> [Exercise goal]:
For each line in the data that includes "ExitCode", make a copy.

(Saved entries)
== Segment start ==

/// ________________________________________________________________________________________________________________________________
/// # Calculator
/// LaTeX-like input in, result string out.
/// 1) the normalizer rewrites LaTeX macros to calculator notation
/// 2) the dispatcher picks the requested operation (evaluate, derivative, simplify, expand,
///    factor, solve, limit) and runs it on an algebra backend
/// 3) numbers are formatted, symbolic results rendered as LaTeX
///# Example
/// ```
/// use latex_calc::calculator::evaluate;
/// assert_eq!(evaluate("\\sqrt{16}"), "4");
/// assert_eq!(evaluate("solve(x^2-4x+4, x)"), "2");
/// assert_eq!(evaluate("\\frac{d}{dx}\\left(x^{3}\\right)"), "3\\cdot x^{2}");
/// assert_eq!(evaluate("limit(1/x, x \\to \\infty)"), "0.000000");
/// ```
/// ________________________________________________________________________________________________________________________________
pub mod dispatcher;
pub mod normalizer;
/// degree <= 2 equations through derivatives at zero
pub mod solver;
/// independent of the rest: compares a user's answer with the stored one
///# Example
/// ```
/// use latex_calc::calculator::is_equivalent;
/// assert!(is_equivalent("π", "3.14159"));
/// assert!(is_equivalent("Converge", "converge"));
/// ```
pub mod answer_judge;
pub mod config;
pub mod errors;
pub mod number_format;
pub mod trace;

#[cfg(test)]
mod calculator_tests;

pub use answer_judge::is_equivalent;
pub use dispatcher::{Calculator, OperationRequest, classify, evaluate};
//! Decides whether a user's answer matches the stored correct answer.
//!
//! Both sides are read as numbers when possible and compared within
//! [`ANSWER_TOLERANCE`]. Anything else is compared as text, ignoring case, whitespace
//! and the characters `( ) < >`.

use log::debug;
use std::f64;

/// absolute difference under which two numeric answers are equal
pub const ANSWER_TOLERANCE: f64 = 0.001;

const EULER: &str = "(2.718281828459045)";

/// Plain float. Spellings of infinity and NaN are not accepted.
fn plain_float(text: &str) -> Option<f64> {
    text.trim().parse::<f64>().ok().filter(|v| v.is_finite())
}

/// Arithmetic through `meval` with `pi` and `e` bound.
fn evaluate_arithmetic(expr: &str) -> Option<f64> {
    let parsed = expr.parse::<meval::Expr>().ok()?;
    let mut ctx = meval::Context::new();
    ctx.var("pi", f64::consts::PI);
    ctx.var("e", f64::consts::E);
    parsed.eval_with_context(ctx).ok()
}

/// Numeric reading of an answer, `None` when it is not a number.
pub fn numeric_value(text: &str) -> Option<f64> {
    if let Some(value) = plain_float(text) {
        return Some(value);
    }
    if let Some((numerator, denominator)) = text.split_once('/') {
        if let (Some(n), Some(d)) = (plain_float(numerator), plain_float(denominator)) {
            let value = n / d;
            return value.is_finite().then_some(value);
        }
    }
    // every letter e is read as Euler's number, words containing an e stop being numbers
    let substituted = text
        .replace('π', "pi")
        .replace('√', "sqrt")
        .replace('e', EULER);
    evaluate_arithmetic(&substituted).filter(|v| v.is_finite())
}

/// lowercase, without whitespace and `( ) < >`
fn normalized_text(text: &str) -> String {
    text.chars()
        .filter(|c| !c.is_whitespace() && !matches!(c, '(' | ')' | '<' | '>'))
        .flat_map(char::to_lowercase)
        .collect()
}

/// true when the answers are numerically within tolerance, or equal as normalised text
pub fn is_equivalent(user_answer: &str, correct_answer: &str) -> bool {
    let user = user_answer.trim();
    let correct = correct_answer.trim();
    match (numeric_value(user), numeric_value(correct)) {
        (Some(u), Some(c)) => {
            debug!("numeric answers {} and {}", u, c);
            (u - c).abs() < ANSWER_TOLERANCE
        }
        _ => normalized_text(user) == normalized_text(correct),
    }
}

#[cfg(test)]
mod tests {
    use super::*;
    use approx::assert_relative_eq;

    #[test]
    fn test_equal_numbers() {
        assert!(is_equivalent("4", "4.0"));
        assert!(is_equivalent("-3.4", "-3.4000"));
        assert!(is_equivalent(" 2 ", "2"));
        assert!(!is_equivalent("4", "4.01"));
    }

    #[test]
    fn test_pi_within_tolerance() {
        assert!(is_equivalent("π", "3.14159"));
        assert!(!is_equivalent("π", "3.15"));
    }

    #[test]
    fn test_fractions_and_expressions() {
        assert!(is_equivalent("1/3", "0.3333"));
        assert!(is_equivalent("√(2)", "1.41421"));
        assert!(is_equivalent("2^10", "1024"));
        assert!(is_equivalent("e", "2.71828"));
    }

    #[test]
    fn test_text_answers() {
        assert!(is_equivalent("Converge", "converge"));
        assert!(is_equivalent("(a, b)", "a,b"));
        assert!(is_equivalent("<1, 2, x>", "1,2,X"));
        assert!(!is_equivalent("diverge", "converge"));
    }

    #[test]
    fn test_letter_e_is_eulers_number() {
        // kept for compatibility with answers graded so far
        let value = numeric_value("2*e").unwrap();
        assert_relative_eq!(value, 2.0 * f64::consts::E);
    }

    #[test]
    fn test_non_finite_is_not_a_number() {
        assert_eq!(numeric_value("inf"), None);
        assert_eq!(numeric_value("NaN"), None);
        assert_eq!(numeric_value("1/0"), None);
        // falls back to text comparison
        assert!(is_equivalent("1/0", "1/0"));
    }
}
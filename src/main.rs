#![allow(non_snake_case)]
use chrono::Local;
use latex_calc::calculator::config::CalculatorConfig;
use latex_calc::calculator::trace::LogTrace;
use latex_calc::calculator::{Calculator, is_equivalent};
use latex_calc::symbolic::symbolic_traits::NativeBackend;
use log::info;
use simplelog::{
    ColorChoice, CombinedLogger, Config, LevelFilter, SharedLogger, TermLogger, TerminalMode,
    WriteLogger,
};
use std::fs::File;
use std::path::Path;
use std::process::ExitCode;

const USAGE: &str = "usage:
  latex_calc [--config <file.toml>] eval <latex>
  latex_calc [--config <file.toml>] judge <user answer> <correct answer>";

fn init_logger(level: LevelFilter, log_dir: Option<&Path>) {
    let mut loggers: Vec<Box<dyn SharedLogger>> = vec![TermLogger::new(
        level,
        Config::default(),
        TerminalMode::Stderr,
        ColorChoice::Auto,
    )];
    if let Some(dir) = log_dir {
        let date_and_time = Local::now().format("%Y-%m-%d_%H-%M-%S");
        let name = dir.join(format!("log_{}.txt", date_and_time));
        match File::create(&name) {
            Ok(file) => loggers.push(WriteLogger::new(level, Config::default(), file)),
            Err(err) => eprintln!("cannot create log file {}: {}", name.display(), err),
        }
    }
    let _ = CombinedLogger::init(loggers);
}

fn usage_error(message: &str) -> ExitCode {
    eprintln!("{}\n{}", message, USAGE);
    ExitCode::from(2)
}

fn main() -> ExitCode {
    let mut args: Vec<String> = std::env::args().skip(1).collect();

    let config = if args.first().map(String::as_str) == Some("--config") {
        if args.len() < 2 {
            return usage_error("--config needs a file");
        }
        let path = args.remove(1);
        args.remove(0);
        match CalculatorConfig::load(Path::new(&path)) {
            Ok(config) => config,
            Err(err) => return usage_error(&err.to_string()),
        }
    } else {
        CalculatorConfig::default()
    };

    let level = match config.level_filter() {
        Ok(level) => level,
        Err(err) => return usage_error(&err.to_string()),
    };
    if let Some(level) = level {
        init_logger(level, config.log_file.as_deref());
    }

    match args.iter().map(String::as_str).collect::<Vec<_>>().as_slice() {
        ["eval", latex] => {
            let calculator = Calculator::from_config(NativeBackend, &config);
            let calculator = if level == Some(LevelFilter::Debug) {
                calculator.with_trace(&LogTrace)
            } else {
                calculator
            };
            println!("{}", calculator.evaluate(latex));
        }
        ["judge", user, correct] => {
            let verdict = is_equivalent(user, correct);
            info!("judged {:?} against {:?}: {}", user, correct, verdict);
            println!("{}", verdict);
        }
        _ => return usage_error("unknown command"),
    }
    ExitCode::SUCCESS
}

== Segment end ==

> [Answer section]:
use std::process::ExitCode;
fn usage_error(message: &str) -> ExitCode {
    ExitCode::from(2)
fn main() -> ExitCode {
    ExitCode::SUCCESS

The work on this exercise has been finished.